His body rejected the transplanted liver and he was put on life support in order for his family to be given the chance to say goodbye. Incredibly, another liver was found for Matt and it was taken from the Queen Elizabeth Hospital Birmingham down to London to be transplanted into Matt’s body.

Twelve years on, he was put back on the list for another liver transplant, which would this time take place at the Queen Elizabeth Hospital.

It was at this time that Mr Osborne found out about Fisher House, the military home from home that offers free accommodation to military patients, and their families, at the Queen Elizabeth Hospital.

He said: “I was at the hospital for an appointment when I picked up the hospital charity’s newsletter and read about Fisher House. I got in contact with them and was delighted to find out that my wife, Leanne, and my mother would be able to stay there whilst I was in hospital.”

When the call came to say that a liver had been found for him, he was rushed into hospital to prepare for surgery. Wife Leanne and his mother, after arranging for the children to be taken care of, were able to join him.

Over the next five weeks, his wife and mother were both able to stay, free of charge, at Fisher House.

Mr Osborne said: “It was touch-and-go for a while after my surgery, so this was a stressful time for Leanne and my mother. Fisher House meant that they had nothing to worry about in terms of expensive hotel bills, or long commutes from Herefordshire to Birmingham.

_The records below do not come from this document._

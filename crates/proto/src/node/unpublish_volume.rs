use crate::proto;
use std::{
  convert::TryFrom,
  path::{Path, PathBuf},
};
use thiserror::Error;

#[derive(Debug)]
pub struct NodeUnpublishVolumeRequest {
  volume_id: String,
  target_path: PathBuf,
}

impl NodeUnpublishVolumeRequest {
  /// The ID of the volume. This field is REQUIRED.
  #[inline]
  pub fn volume_id(&self) -> &str {
    &self.volume_id
  }

  /// The path at which the volume was published. It MUST be an absolute
  /// path in the root filesystem of the process serving this request.
  /// The SP MUST delete the file or directory it created at this path.
  #[inline]
  pub fn target_path(&self) -> &Path {
    &self.target_path
  }
}

impl TryFrom<proto::NodeUnpublishVolumeRequest> for NodeUnpublishVolumeRequest {
  type Error = tonic::Status;

  fn try_from(value: proto::NodeUnpublishVolumeRequest) -> Result<Self, Self::Error> {
    let volume_id = match value.volume_id {
      v if v.is_empty() => {
        return Err(tonic::Status::invalid_argument(
          "NodeUnpublishVolumeRequest.volume_id is empty",
        ))
      }
      v => v,
    };

    let target_path = match value.target_path {
      v if v.is_empty() => {
        return Err(tonic::Status::invalid_argument(
          "NodeUnpublishVolumeRequest.target_path is empty",
        ))
      }
      v => match PathBuf::from(v) {
        v if !v.is_absolute() => {
          return Err(tonic::Status::invalid_argument(
            "NodeUnpublishVolumeRequest.target_path is not absolute",
          ))
        }
        v => v,
      },
    };

    Ok(NodeUnpublishVolumeRequest {
      volume_id,
      target_path,
    })
  }
}

#[non_exhaustive]
#[derive(Debug, Error)]
pub enum NodeUnpublishVolumeError {
  /// Indicates that a volume corresponding to the specified `volume_id` does not exist.
  #[error("Volume does not exist: {0}")]
  VolumeNotFound(String),

  /// Another operation on the same volume is still running.
  #[error("Operation pending for volume: {0}")]
  OperationPending(String),

  #[error(transparent)]
  #[doc(hidden)]
  Other(#[from] tonic::Status),
}

impl From<NodeUnpublishVolumeError> for tonic::Status {
  fn from(value: NodeUnpublishVolumeError) -> Self {
    use tonic::{Code, Status};

    match value {
      NodeUnpublishVolumeError::VolumeNotFound(v) => Status::new(Code::NotFound, v),
      NodeUnpublishVolumeError::OperationPending(v) => Status::new(Code::Aborted, v),
      NodeUnpublishVolumeError::Other(v) => v,
    }
  }
}

#[cfg(test)]
mod tests {
  use super::*;

  #[test]
  fn valid_request() {
    let request = NodeUnpublishVolumeRequest::try_from(proto::NodeUnpublishVolumeRequest {
      volume_id: "vol".into(),
      target_path: "/mnt/target".into(),
    })
    .unwrap();

    assert_eq!(request.volume_id(), "vol");
    assert_eq!(request.target_path(), Path::new("/mnt/target"));
  }

  #[test]
  fn volume_id_is_required() {
    let err = NodeUnpublishVolumeRequest::try_from(proto::NodeUnpublishVolumeRequest {
      volume_id: String::new(),
      target_path: "/mnt/target".into(),
    })
    .unwrap_err();
    assert_eq!(err.code(), tonic::Code::InvalidArgument);
  }
}
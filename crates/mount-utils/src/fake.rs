use crate::{runner::MounterImpl, MountError, MountPoint, Result};
use std::{
  collections::HashMap,
  path::{Path, PathBuf},
  sync::{Mutex, MutexGuard, PoisonError},
  time::Duration,
};
use tracing::info;

#[derive(Debug, Clone, PartialEq)]
pub enum FakeAction {
  Unmount { target: PathBuf },
}

pub(crate) type ErrorFactory = Box<dyn Fn() -> MountError + Send>;

struct FakeMounterInner {
  mount_points: Vec<MountPoint>,
  log: Vec<FakeAction>,
  mount_check_errors: HashMap<PathBuf, ErrorFactory>,
}

pub struct FakeMounter(Mutex<FakeMounterInner>);

/// Resolve symlinks the way the kernel would, keeping paths that do not exist.
fn resolve(path: PathBuf) -> PathBuf {
  path.canonicalize().unwrap_or(path)
}

impl FakeMounter {
  pub fn new(mps: impl IntoIterator<Item = MountPoint>) -> Self {
    let inner = FakeMounterInner {
      mount_points: mps.into_iter().collect(),
      log: Vec::new(),
      mount_check_errors: HashMap::new(),
    };

    Self(Mutex::new(inner))
  }

  fn inner(&self) -> MutexGuard<'_, FakeMounterInner> {
    self.0.lock().unwrap_or_else(PoisonError::into_inner)
  }

  pub fn add_mount_point(&self, device: String, path: PathBuf) {
    let path = resolve(path);
    info!("Fake mounter: mounted {} to {}", device, path.display());
    self.inner().mount_points.push(MountPoint {
      device,
      path,
      ty: "fuse.rclone".into(),
      opts: Vec::new(),
      freq: 0,
      pass: 0,
    });
  }

  pub fn set_check_error(&self, path: PathBuf, factory: ErrorFactory) {
    self.inner().mount_check_errors.insert(path, factory);
  }

  pub fn mount_points(&self) -> Vec<MountPoint> {
    self.inner().mount_points.clone()
  }

  pub fn reset_log(&self) {
    self.inner().log.clear();
  }

  pub fn get_log(&self) -> Vec<FakeAction> {
    self.inner().log.clone()
  }

  fn is_mounted(inner: &FakeMounterInner, file: &Path) -> bool {
    inner.mount_points.iter().any(|mp| mp.matches(file))
  }
}

impl MounterImpl for FakeMounter {
  fn new(_: PathBuf) -> Result<Self> {
    Ok(FakeMounter::new(None))
  }

  fn unmount(&self, target: PathBuf, _: Option<Duration>) -> Result<()> {
    let mut inner = self.inner();
    let orig_target = target.clone();
    let target = resolve(target);

    if let Some(i) = inner.mount_points.iter().position(|mp| mp.path == target) {
      let mp = inner.mount_points.remove(i);
      info!(
        "Fake mounter: unmounted {} from {}",
        mp.device,
        target.display()
      );
    }

    inner.log.push(FakeAction::Unmount { target });
    inner.mount_check_errors.remove(&orig_target);
    Ok(())
  }

  fn list(&self) -> Result<Vec<MountPoint>> {
    Ok(self.mount_points())
  }

  fn is_likely_not_mount_point(&self, file: PathBuf) -> Result<bool> {
    let inner = self.inner();

    if let Some(err_factory) = inner.mount_check_errors.get(&file) {
      return Err(err_factory());
    }

    let _ = file.metadata()?;
    let file = resolve(file);

    let not_mnt = !FakeMounter::is_mounted(&inner, &file);
    info!("isLikelyNotMountPoint for {}: {}", file.display(), not_mnt);
    Ok(not_mnt)
  }
}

“For both of them, Fisher House was not just somewhere to sleep, rather it was a place where they would always find someone to talk to, a shoulder to cry on, someone with whom they could share a laugh and a joke.

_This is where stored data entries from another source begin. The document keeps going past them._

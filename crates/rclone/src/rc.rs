//! Client for the rclone remote-control (`rcd`) API.
//!
//! Every call is a flat JSON object in and a flat JSON object out. The
//! [Transport] carries a single call; [RemoteControl] knows the handful of
//! methods the driver needs and turns their failures into [RcError]s.

mod fake;
mod http;

pub use fake::FakeRemoteControl;
pub use http::HttpTransport;

use crate::{
  context::{Context, Interrupted},
  options::MountOptions,
};
use async_trait::async_trait;
use serde_json::Value;
use std::error::Error as StdError;
use thiserror::Error;
use tracing::{debug, instrument};

/// Parameters of, and results from, a remote-control call.
pub type Params = serde_json::Map<String, Value>;

const NOT_FOUND_SUFFIX: &str = "object not found";
const REMOTE_NOT_FOUND_SUFFIX: &str = "didn't find section in config file";
const STAT_OPTIONS: &str = r#"{"recurse": false}"#;

#[derive(Debug, Error)]
pub enum RcError {
  #[error("object not found")]
  NotFound,

  #[error("didn't find section in config file")]
  RemoteNotFound,

  #[error("operation {method:?} failed: {message}")]
  Failed { method: String, message: String },

  #[error("error calling {method:?}: {source}")]
  Transport {
    method: String,
    #[source]
    source: Box<dyn StdError + Send + Sync>,
  },

  #[error("invalid response from {method:?}: {source}")]
  InvalidResponse {
    method: String,
    #[source]
    source: serde_json::Error,
  },

  #[error(transparent)]
  Interrupted(#[from] Interrupted),
}

impl RcError {
  /// Build the error for a non-OK reply from its `error` field.
  pub fn failed(method: impl Into<String>, response: &Params) -> Self {
    let message = match response.get("error") {
      None | Some(Value::Null) => "<nil>".to_owned(),
      Some(Value::String(s)) => s.clone(),
      Some(other) => other.to_string(),
    };

    RcError::Failed {
      method: method.into(),
      message,
    }
  }

  pub fn transport(method: impl Into<String>, source: impl StdError + Send + Sync + 'static) -> Self {
    RcError::Transport {
      method: method.into(),
      source: Box::new(source),
    }
  }

  /// Recognise the failures that copy and move report by message suffix.
  fn classify(self) -> Self {
    match &self {
      RcError::Failed { message, .. } if message.ends_with(NOT_FOUND_SUFFIX) => RcError::NotFound,
      RcError::Failed { message, .. } if message.ends_with(REMOTE_NOT_FOUND_SUFFIX) => {
        RcError::RemoteNotFound
      }
      _ => self,
    }
  }
}

/// Carries one call to the remote-control server.
#[async_trait]
pub trait Transport: Send + Sync + 'static {
  async fn call(&self, method: &str, params: Params) -> Result<Params, RcError>;
}

fn params<'a>(pairs: impl IntoIterator<Item = (&'a str, &'a str)>) -> Params {
  pairs
    .into_iter()
    .map(|(k, v)| (k.to_owned(), Value::String(v.to_owned())))
    .collect()
}

/// The remote-control methods used by the driver.
pub struct RemoteControl<T: Transport> {
  transport: T,
}

impl<T: Transport> RemoteControl<T> {
  pub fn new(transport: T) -> Self {
    RemoteControl { transport }
  }

  #[inline]
  pub fn transport(&self) -> &T {
    &self.transport
  }

  /// Issue `method`, honouring the context's cancellation and deadline.
  pub async fn call(&self, ctx: &Context, method: &str, params: Params) -> Result<Params, RcError> {
    ctx.check()?;
    debug!(method, "Calling remote control");
    ctx.run(self.transport.call(method, params)).await
  }

  /// Look up a single object. `None` when the backend reports no item.
  #[instrument(level = "debug", skip(self, ctx))]
  pub async fn stat(&self, ctx: &Context, fs: &str, remote: &str) -> Result<Option<Value>, RcError> {
    let mut out = self
      .call(
        ctx,
        "operations/stat",
        params(vec![("fs", fs), ("remote", remote), ("opt", STAT_OPTIONS)]),
      )
      .await?;

    match out.remove("item") {
      None | Some(Value::Null) => Ok(None),
      Some(item) => Ok(Some(item)),
    }
  }

  #[instrument(level = "debug", skip(self, ctx))]
  pub async fn copy_file(
    &self,
    ctx: &Context,
    src_fs: &str,
    src_remote: &str,
    dst_fs: &str,
    dst_remote: &str,
  ) -> Result<(), RcError> {
    self
      .transfer(ctx, "operations/copyfile", src_fs, src_remote, dst_fs, dst_remote)
      .await
  }

  #[instrument(level = "debug", skip(self, ctx))]
  pub async fn move_file(
    &self,
    ctx: &Context,
    src_fs: &str,
    src_remote: &str,
    dst_fs: &str,
    dst_remote: &str,
  ) -> Result<(), RcError> {
    self
      .transfer(ctx, "operations/movefile", src_fs, src_remote, dst_fs, dst_remote)
      .await
  }

  async fn transfer(
    &self,
    ctx: &Context,
    method: &str,
    src_fs: &str,
    src_remote: &str,
    dst_fs: &str,
    dst_remote: &str,
  ) -> Result<(), RcError> {
    let params = params(vec![
      ("srcFs", src_fs),
      ("srcRemote", src_remote),
      ("dstFs", dst_fs),
      ("dstRemote", dst_remote),
    ]);

    self
      .call(ctx, method, params)
      .await
      .map(drop)
      .map_err(RcError::classify)
  }

  /// Remove `remote` under `fs` and everything below it.
  #[instrument(level = "debug", skip(self, ctx))]
  pub async fn purge(&self, ctx: &Context, fs: &str, remote: &str) -> Result<(), RcError> {
    self
      .call(ctx, "operations/purge", params(vec![("fs", fs), ("remote", remote)]))
      .await
      .map(drop)
  }

  /// Mount `fs` at `mount_point`. Empty options are left out of the call so
  /// the server falls back to its own defaults.
  #[instrument(level = "debug", skip(self, ctx))]
  pub async fn mount(
    &self,
    ctx: &Context,
    fs: &str,
    mount_point: &str,
    options: &MountOptions,
  ) -> Result<(), RcError> {
    let mut in_params = params(vec![("fs", fs), ("mountPoint", mount_point)]);
    let fields = [
      ("mountType", options.mount_type()),
      ("mountOpt", options.mount_opt()),
      ("vfsOpt", options.vfs_opt()),
    ];
    for (key, value) in fields.iter() {
      if !value.is_empty() {
        in_params.insert((*key).to_owned(), Value::String((*value).to_owned()));
      }
    }

    self.call(ctx, "mount/mount", in_params).await.map(drop)
  }
}

#[cfg(test)]
mod tests {
  use super::*;
  use serde_json::json;
  use std::sync::Mutex;
  use test_case::test_case;

  /// Replies to every call with a fixed result and remembers what it saw.
  struct Canned {
    reply: Mutex<Option<Result<Params, RcError>>>,
    seen: Mutex<Vec<(String, Params)>>,
  }

  impl Canned {
    fn new(reply: Result<Params, RcError>) -> Self {
      Canned {
        reply: Mutex::new(Some(reply)),
        seen: Mutex::new(Vec::new()),
      }
    }
  }

  #[async_trait]
  impl Transport for Canned {
    async fn call(&self, method: &str, params: Params) -> Result<Params, RcError> {
      self.seen.lock().unwrap().push((method.to_owned(), params));
      self.reply.lock().unwrap().take().unwrap_or_else(|| Ok(Params::new()))
    }
  }

  fn failed(message: &str) -> RcError {
    RcError::Failed {
      method: "operations/copyfile".into(),
      message: message.into(),
    }
  }

  #[test_case("failed to copy: object not found", true, false)]
  #[test_case("didn't find section in config file", false, true)]
  #[test_case("object not found in the middle of something", false, false)]
  fn failure_suffixes(message: &str, not_found: bool, remote_not_found: bool) {
    let err = failed(message).classify();
    assert_eq!(matches!(err, RcError::NotFound), not_found);
    assert_eq!(matches!(err, RcError::RemoteNotFound), remote_not_found);
  }

  #[test]
  fn failed_message_reads_error_field() {
    let response = json!({ "error": "boom", "status": 500 });
    let err = RcError::failed("operations/purge", response.as_object().unwrap());
    assert_eq!(err.to_string(), r#"operation "operations/purge" failed: boom"#);

    let err = RcError::failed("operations/purge", &Params::new());
    assert_eq!(err.to_string(), r#"operation "operations/purge" failed: <nil>"#);
  }

  #[tokio::test]
  async fn copy_maps_not_found() {
    let rc = RemoteControl::new(Canned::new(Err(failed("object not found"))));
    let err = rc
      .copy_file(&Context::background(), "r:", "a", "/tmp", "b")
      .await
      .unwrap_err();
    assert!(matches!(err, RcError::NotFound));
  }

  #[tokio::test]
  async fn purge_does_not_classify() {
    let rc = RemoteControl::new(Canned::new(Err(failed("object not found"))));
    let err = rc.purge(&Context::background(), "r:", "a").await.unwrap_err();
    assert!(matches!(err, RcError::Failed { .. }));
  }

  #[tokio::test]
  async fn stat_reads_item() {
    let reply = json!({ "item": { "Path": "id/.csi-metadata" } });
    let rc = RemoteControl::new(Canned::new(Ok(reply.as_object().unwrap().clone())));
    let item = rc.stat(&Context::background(), "r:", "id/.csi-metadata").await.unwrap();
    assert!(item.is_some());

    let (method, params) = rc.transport().seen.lock().unwrap().remove(0);
    assert_eq!(method, "operations/stat");
    assert_eq!(params["opt"], json!(STAT_OPTIONS));

    let reply = json!({ "item": null });
    let rc = RemoteControl::new(Canned::new(Ok(reply.as_object().unwrap().clone())));
    assert!(rc.stat(&Context::background(), "r:", "x").await.unwrap().is_none());
  }

  #[tokio::test]
  async fn mount_omits_empty_options() {
    let rc = RemoteControl::new(Canned::new(Ok(Params::new())));
    let options = MountOptions::new("mount2", "", r#"{"CacheMode":"full"}"#);
    rc.mount(&Context::background(), "r:id", "/mnt/target", &options)
      .await
      .unwrap();

    let (method, params) = rc.transport().seen.lock().unwrap().remove(0);
    assert_eq!(method, "mount/mount");
    assert_eq!(params["fs"], json!("r:id"));
    assert_eq!(params["mountPoint"], json!("/mnt/target"));
    assert_eq!(params["mountType"], json!("mount2"));
    assert!(!params.contains_key("mountOpt"));
    assert_eq!(params["vfsOpt"], json!(r#"{"CacheMode":"full"}"#));
  }

  #[tokio::test]
  async fn cancelled_context_skips_call() {
    let rc = RemoteControl::new(Canned::new(Ok(Params::new())));
    let ctx = Context::background();
    ctx.cancel();

    let err = rc.purge(&ctx, "r:", "a").await.unwrap_err();
    assert!(matches!(err, RcError::Interrupted(Interrupted::Cancelled)));
    assert!(rc.transport().seen.lock().unwrap().is_empty());
  }
}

“They both found that very beneficial. They found solace in being around other families who were going through similar experiences, and the military bond meant that there was a great feeling of commonality.

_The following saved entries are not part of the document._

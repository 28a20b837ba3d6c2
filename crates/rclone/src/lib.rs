//! A CSI driver that provisions volumes as directories on an rclone remote
//! and mounts them through the rclone remote control API.

pub mod config;
pub mod error;
pub mod rc;
pub mod server;

mod context;
mod driver;
mod locks;
mod metadata;
mod mounts;
mod options;
mod volume;
mod volumes;

pub use config::{ConfigError, DriverOptions};
pub use context::{Context, Interrupted};
pub use driver::RcloneDriver;
pub use error::{Error, Result};
pub use locks::{KeyedLockRegistry, LockGuard};
pub use metadata::MetadataStore;
pub use mounts::MountOrchestrator;
pub use options::MountOptions;
pub use server::{serve, Endpoint};
pub use volume::{derive_id, Volume};
pub use volumes::{Created, VolumeOrchestrator};
use crate::{proto, secrets::Secrets};
use std::{collections::HashMap, convert::TryFrom};
use thiserror::Error;

#[derive(Debug)]
pub struct DeleteVolumeRequest {
  volume_id: String,
  secrets: Secrets,
}

impl DeleteVolumeRequest {
  /// The ID of the volume to be deprovisioned. This field is REQUIRED.
  #[inline]
  pub fn volume_id(&self) -> &str {
    &self.volume_id
  }

  #[inline]
  pub fn secrets(&self) -> &HashMap<String, String> {
    self.secrets.as_ref()
  }
}

impl TryFrom<proto::DeleteVolumeRequest> for DeleteVolumeRequest {
  type Error = tonic::Status;

  fn try_from(value: proto::DeleteVolumeRequest) -> Result<Self, Self::Error> {
    if value.volume_id.is_empty() {
      return Err(tonic::Status::invalid_argument(
        "DeleteVolumeRequest.volume_id is empty",
      ));
    }

    Ok(DeleteVolumeRequest {
      volume_id: value.volume_id,
      secrets: value.secrets.into(),
    })
  }
}

#[non_exhaustive]
#[derive(Debug, Error)]
pub enum DeleteVolumeError {
  /// Indicates that the volume corresponding to the specified `volume_id` could not be
  /// deleted because it is in use by another resource.
  #[error("Volume in use: {0}")]
  VolumeInUse(String),

  #[error(transparent)]
  #[doc(hidden)]
  Other(#[from] tonic::Status),
}

impl From<DeleteVolumeError> for tonic::Status {
  fn from(value: DeleteVolumeError) -> tonic::Status {
    use tonic::{Code, Status};

    match value {
      DeleteVolumeError::VolumeInUse(v) => Status::new(Code::FailedPrecondition, v),
      DeleteVolumeError::Other(v) => v,
    }
  }
}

“When my young children came up to visit me, they were both welcomed into Fisher House, and it felt like somewhere they could feel at home.”

Recovery went well and he returned to work in March 2020, and has since been teaching his A-Level classes from home. Over Christmas 2020 he decided to do something to give back to Fisher House, and to PSC Support, and began to think of a suitable challenge.

Together with his wife Leanne, and his children Oliver, 11, and Harriet, 7, they decided to tackle the equivalent distance of Land’s End to John O’Groats, a distance of 1,000 miles.

Since the beginning of the year the family have been clocking up their miles on their daily walks, and by running, cycling and swimming. So far they have completed 347 miles so are over a third of the way to their target.

Mr Osborne said: “We have all really enjoyed getting stuck into the challenge and it has provided a great distraction for us all during the latest lockdown. I am delighted with the total that we have raised so far, and I hope to raise even more money to support Fisher House.”

Charlotte Schofield, Director of Fundraising at University Hospitals Birmingham Charity, said: “Our thanks go to Matt and his family for their wonderful fundraising efforts.

"Fisher House is funded entirely through charitable donations, so every penny that the family raise will help us to ensure that Fisher House is able to continue to offer the best support possible for our military patients and families.”